If legislators are truly serious about tackling the issue of the lack of affordable housing in Oregon, they should revamp the state’s rigid land use laws, says Roger Nyquist, chairman of the Linn County Board of Commissioners.
Willamette Week recently featured a story that House Speaker Tina Kotek plans to introduce such legislation during the upcoming Legislative session. But months before her plan became public, Nyquist told mid-valley Realtors, the issue of supply and demand in Oregon has become imbalanced due to layers of complicated land use regulations.
“It looks like Speaker Kotek wants to lob a ticking time bomb into neighborhoods in most cities in the state,” Nyquist said. “The issue of affordable housing is an age-old issue of supply and demand.
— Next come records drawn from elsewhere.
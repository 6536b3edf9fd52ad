//! Port definitions (interfaces to infrastructure)

pub mod directory;
pub mod llm_gateway;
pub mod minutes;
pub mod presence;
pub mod speech;

pub use directory::{AssignmentMode, TaskDirectory, TaskExternalStatus, TaskRecord};
pub use llm_gateway::{GatewayError, OneShotGateway, OneShotOptions, OneShotReply};
pub use minutes::{MinutesError, MinutesRecorder};
pub use presence::{MAX_CALLED_LEADERS, NoPresence, PresenceTracker};
pub use speech::{NoSpeechPublisher, SpeechEvent, SpeechPublisher};
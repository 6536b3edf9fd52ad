//! Configuration file loader with multi-source merging

use super::file_config::FileConfig;
use figment::{
    Figment,
    providers::{Format, Serialized, Toml},
};
use std::path::PathBuf;

/// Configuration loader that handles file discovery and merging
pub struct ConfigLoader;

impl ConfigLoader {
    /// Load configuration from all sources with proper priority
    ///
    /// Priority (highest to lowest):
    /// 1. Explicit config path (if provided)
    /// 2. Project root: `./council.toml` or `./.council.toml`
    /// 3. XDG config: `$XDG_CONFIG_HOME/council/config.toml`
    /// 4. Fallback: `~/.config/council/config.toml`
    /// 5. Default values
    pub fn load(config_path: Option<&PathBuf>) -> Result<FileConfig, Box<figment::Error>> {
        let mut figment = Figment::new().merge(Serialized::defaults(FileConfig::default()));

        if let Some(global_path) = Self::global_config_path()
            && global_path.exists()
        {
            figment = figment.merge(Toml::file(&global_path));
        }

        for filename in &["council.toml", ".council.toml"] {
            let path = PathBuf::from(filename);
            if path.exists() {
                figment = figment.merge(Toml::file(&path));
                break;
            }
        }

        if let Some(path) = config_path {
            figment = figment.merge(Toml::file(path));
        }

        figment.extract().map_err(Box::new)
    }

    /// Load only default configuration (for --no-config)
    pub fn load_defaults() -> FileConfig {
        FileConfig::default()
    }

    /// Get the global config file path
    pub fn global_config_path() -> Option<PathBuf> {
        dirs::config_dir().map(|d| d.join("council").join("config.toml"))
    }
}

#[cfg(test)]
mod tests {
    use super::*;
    use std::io::Write;

    #[test]
    fn test_load_defaults() {
        let config = ConfigLoader::load_defaults();
        assert_eq!(config.consensus.max_rounds, 3);
        assert_eq!(config.consensus.min_quorum, 2);
    }

    #[test]
    fn test_global_config_path_returns_some() {
        let path = ConfigLoader::global_config_path();
        assert!(path.is_some());
        assert!(path.unwrap().to_string_lossy().contains("council"));
    }

    #[test]
    fn test_explicit_path_overrides_defaults() {
        let dir = tempfile::tempdir().unwrap();
        let path = dir.path().join("custom.toml");
        let mut file = std::fs::File::create(&path).unwrap();
        writeln!(
            file,
            r#"
[consensus]
max_rounds = 5
pacing_delay_ms = 0

[meeting]
locale = "ja"
"#
        )
        .unwrap();

        let config = ConfigLoader::load(Some(&path)).unwrap();
        assert_eq!(config.consensus.max_rounds, 5);
        assert_eq!(config.consensus.pacing_delay_ms, 0);
        // Unspecified fields keep their defaults
        assert_eq!(config.consensus.min_quorum, 2);
        assert_eq!(config.meeting.locale, "ja");
    }
}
The infrastructure for most neighborhoods in this state is designed for single-family homes, not multi-family units.”
Nyquist said that although Kotek’s plan “might sound nice” it would ultimately, “degrade the quality of life in neighborhoods as we know it.”
People are also reading…
Nyquist said Kotek’s proposal, “ignores the fundamentals of the entire planning process.”
Instead, Nyquist said, the state should reviews its long-standing land use laws that were intended to protect valuable farmland, which Nyquist said is a just cause. But he adds, the land use process has become so cumbersome, time-consuming and expensive, it adds extra costs to new home construction at all levels.
He said there are 17 land use goals.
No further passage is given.